Customers can be needy, clingy, abusive, but
worst of all, slow to pay their invoices.
All of that other stuff is inconsequential, but the situation becomes
real the moment customers start interfering with AcMo’s revenue streams. Is it surprising that AcMo is reluctant to
get involved in a relationship with those types of people? Making that
relationship official by keeping records and correspondence and data seems
foolish. Everyone knows if you have
something to hide you keep it in your personal emails.

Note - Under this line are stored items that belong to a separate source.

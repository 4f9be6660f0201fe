use async_trait::async_trait;
use time::OffsetDateTime;
use uuid::Uuid;

use crate::application::repos::{CommentsRepo, CreateCommentParams, RepoError};
use crate::domain::entities::CommentRecord;

use super::PostgresRepositories;
use super::util::map_sqlx_error;

const COMMENT_PROJECTION: &str = "SELECT c.id, c.post_id, c.author_id, \
     u.username AS author_username, c.text, c.created_at \
     FROM comments c \
     INNER JOIN users u ON u.id = c.author_id ";

#[derive(sqlx::FromRow)]
struct CommentRow {
    id: Uuid,
    post_id: Uuid,
    author_id: Uuid,
    author_username: String,
    text: String,
    created_at: OffsetDateTime,
}

impl From<CommentRow> for CommentRecord {
    fn from(row: CommentRow) -> Self {
        Self {
            id: row.id,
            post_id: row.post_id,
            author_id: row.author_id,
            author_username: row.author_username,
            text: row.text,
            created_at: row.created_at,
        }
    }
}

#[async_trait]
impl CommentsRepo for PostgresRepositories {
    async fn list_for_post(&self, post_id: Uuid) -> Result<Vec<CommentRecord>, RepoError> {
        let sql = format!("{COMMENT_PROJECTION} WHERE c.post_id = $1 ORDER BY c.created_at, c.id");
        let rows = sqlx::query_as::<_, CommentRow>(&sql)
            .bind(post_id)
            .fetch_all(self.pool())
            .await
            .map_err(map_sqlx_error)?;

        Ok(rows.into_iter().map(CommentRecord::from).collect())
    }

    async fn create_comment(
        &self,
        params: CreateCommentParams,
    ) -> Result<CommentRecord, RepoError> {
        let (id,): (Uuid,) = sqlx::query_as(
            "INSERT INTO comments (id, post_id, author_id, text, created_at) \
             VALUES ($1, $2, $3, $4, now()) \
             RETURNING id",
        )
        .bind(Uuid::new_v4())
        .bind(params.post_id)
        .bind(params.author_id)
        .bind(&params.text)
        .fetch_one(self.pool())
        .await
        .map_err(map_sqlx_error)?;

        let sql = format!("{COMMENT_PROJECTION} WHERE c.id = $1");
        let row = sqlx::query_as::<_, CommentRow>(&sql)
            .bind(id)
            .fetch_one(self.pool())
            .await
            .map_err(map_sqlx_error)?;

        Ok(CommentRecord::from(row))
    }
}
//! Cache configuration.

use std::time::Duration;

use serde::Deserialize;

const DEFAULT_HOME_TTL_SECONDS: u64 = 20;

/// Home-feed cache configuration from `brusio.toml`.
#[derive(Debug, Clone, Deserialize)]
#[serde(default)]
pub struct CacheConfig {
    /// Enable the home-feed response cache.
    pub enable_home_cache: bool,
    /// Seconds a cached home-feed snapshot stays fresh.
    pub home_ttl_seconds: u64,
}

impl Default for CacheConfig {
    fn default() -> Self {
        Self {
            enable_home_cache: true,
            home_ttl_seconds: DEFAULT_HOME_TTL_SECONDS,
        }
    }
}

impl From<&crate::config::CacheSettings> for CacheConfig {
    fn from(settings: &crate::config::CacheSettings) -> Self {
        Self {
            enable_home_cache: settings.enable_home_cache,
            home_ttl_seconds: settings.home_ttl_seconds,
        }
    }
}

impl CacheConfig {
    pub fn home_ttl(&self) -> Duration {
        Duration::from_secs(self.home_ttl_seconds)
    }
}
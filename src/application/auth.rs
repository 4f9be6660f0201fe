//! Request identity supplied by the external auth collaborator.
//!
//! brusio never authenticates anyone. The session service in front of it
//! resolves credentials and hands each request either an authenticated user
//! or the anonymous marker; mutating operations reject the latter.

use uuid::Uuid;

use crate::domain::entities::UserRecord;

#[derive(Debug, Clone)]
pub enum RequestUser {
    Anonymous,
    Authenticated(UserRecord),
}

impl RequestUser {
    pub fn is_authenticated(&self) -> bool {
        matches!(self, RequestUser::Authenticated(_))
    }

    pub fn user(&self) -> Option<&UserRecord> {
        match self {
            RequestUser::Authenticated(user) => Some(user),
            RequestUser::Anonymous => None,
        }
    }

    pub fn id(&self) -> Option<Uuid> {
        self.user().map(|user| user.id)
    }
}

#[cfg(test)]
mod tests {
    use time::OffsetDateTime;

    use super::*;

    #[test]
    fn anonymous_has_no_identity() {
        assert!(!RequestUser::Anonymous.is_authenticated());
        assert!(RequestUser::Anonymous.id().is_none());
    }

    #[test]
    fn authenticated_exposes_the_user() {
        let user = UserRecord {
            id: Uuid::new_v4(),
            username: "leo".to_string(),
            created_at: OffsetDateTime::now_utc(),
        };
        let request_user = RequestUser::Authenticated(user.clone());
        assert!(request_user.is_authenticated());
        assert_eq!(request_user.id(), Some(user.id));
    }
}
//! Repository traits describing persistence adapters.

use async_trait::async_trait;
use thiserror::Error;
use uuid::Uuid;

use crate::application::pagination::PageWindow;
use crate::domain::entities::{
    CommentRecord, GroupRecord, PostFeedItem, PostRecord, UserRecord,
};

#[derive(Debug, Error)]
pub enum RepoError {
    #[error("persistence error: {0}")]
    Persistence(String),
    #[error("duplicate record violates unique constraint `{constraint}`")]
    Duplicate { constraint: String },
    #[error("resource not found")]
    NotFound,
    #[error("database timeout")]
    Timeout,
}

impl RepoError {
    pub fn from_persistence(err: impl std::fmt::Display) -> Self {
        Self::Persistence(err.to_string())
    }
}

/// Filter specification for post listings.
///
/// The feed layer resolves usernames, group slugs, and follow edges into
/// identifier-level scopes, so stores only ever see explicit filters.
#[derive(Debug, Clone, PartialEq, Eq)]
pub enum PostListScope {
    All,
    Group(Uuid),
    Author(Uuid),
    /// Posts by any of the given authors. Never empty: the feed layer
    /// short-circuits an empty source set before reaching the store.
    AuthorIn(Vec<Uuid>),
}

#[derive(Debug, Clone)]
pub struct CreatePostParams {
    pub author_id: Uuid,
    pub text: String,
    pub group_id: Option<Uuid>,
    pub image: Option<String>,
}

/// Full replacement write; the service resolves patch semantics before
/// calling the store.
#[derive(Debug, Clone)]
pub struct UpdatePostParams {
    pub id: Uuid,
    pub text: String,
    pub group_id: Option<Uuid>,
    pub image: Option<String>,
}

#[derive(Debug, Clone)]
pub struct CreateCommentParams {
    pub post_id: Uuid,
    pub author_id: Uuid,
    pub text: String,
}

#[async_trait]
pub trait UsersRepo: Send + Sync {
    async fn find_by_username(&self, username: &str) -> Result<Option<UserRecord>, RepoError>;

    async fn find_by_id(&self, id: Uuid) -> Result<Option<UserRecord>, RepoError>;
}

#[async_trait]
pub trait GroupsRepo: Send + Sync {
    async fn find_by_slug(&self, slug: &str) -> Result<Option<GroupRecord>, RepoError>;

    async fn list_groups(&self) -> Result<Vec<GroupRecord>, RepoError>;
}

#[async_trait]
pub trait PostsRepo: Send + Sync {
    /// Window of the feed for `scope`, newest first by creation time with
    /// id as the tie-breaker, projected for display.
    async fn list_feed(
        &self,
        scope: &PostListScope,
        window: PageWindow,
    ) -> Result<Vec<PostFeedItem>, RepoError>;

    async fn count_feed(&self, scope: &PostListScope) -> Result<u64, RepoError>;

    async fn find_post(&self, id: Uuid) -> Result<Option<PostRecord>, RepoError>;

    async fn find_feed_item(&self, id: Uuid) -> Result<Option<PostFeedItem>, RepoError>;
}

#[async_trait]
pub trait PostsWriteRepo: Send + Sync {
    async fn create_post(&self, params: CreatePostParams) -> Result<PostFeedItem, RepoError>;

    async fn update_post(&self, params: UpdatePostParams) -> Result<PostFeedItem, RepoError>;
}

#[async_trait]
pub trait CommentsRepo: Send + Sync {
    /// Comments for a post, oldest first.
    async fn list_for_post(&self, post_id: Uuid) -> Result<Vec<CommentRecord>, RepoError>;

    async fn create_comment(&self, params: CreateCommentParams)
    -> Result<CommentRecord, RepoError>;
}

#[async_trait]
pub trait FollowsRepo: Send + Sync {
    /// Idempotent insert; returns true if a new edge was created.
    async fn insert_follow(&self, follower: Uuid, followed: Uuid) -> Result<bool, RepoError>;

    /// Idempotent delete; returns true if an edge was removed.
    async fn delete_follow(&self, follower: Uuid, followed: Uuid) -> Result<bool, RepoError>;

    async fn is_following(&self, follower: Uuid, followed: Uuid) -> Result<bool, RepoError>;

    /// All users `follower` follows.
    async fn list_followed_ids(&self, follower: Uuid) -> Result<Vec<Uuid>, RepoError>;
}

I was under the impression that CRM was designed
to fulfill our dreams by identifying and removing all of our undesirable customers. It turns out that it doesn’t work like that
at all. As far as I have been able to
understand it, CRM is useless unless you want to count “eyeballs”.
What? |
We tried to
follow all of the steps in the diagram, but we kept getting hung up on step
1. Customers are a major stumbling block
in all of our initiatives. If we could
just figure out a way to eliminate them from the process, we would be more
efficient and happier. During our earlier
development years, we used to forward complaints we received to our
competitors. It took a bit of editing to
make it look like it was actually addressed to our competitors, but those
customers were determined and eventually found their way back to us despite our
obfuscation.
We ran with
this concept for a long time as well, but we found it impossible to keep
raising rates for happy customers. In
the end we settled on the best kind of customer amelioration plan: we drop giant shark heads on top of the most
vociferous complainers. That has the added
psychological impact of demotivating the casually upset.
Those cold, soulless eyes have seen things, bad things. |
Maintaining
an adequate supply of these giant shark heads is difficult, but not
impossible. We exercise great restraint
when using these weapons to maintain inventory at sustainable levels. Consider the consequences of complaining too
much—or at all—about AcMo’s products and services. Those shark teeth cause a lot of damage.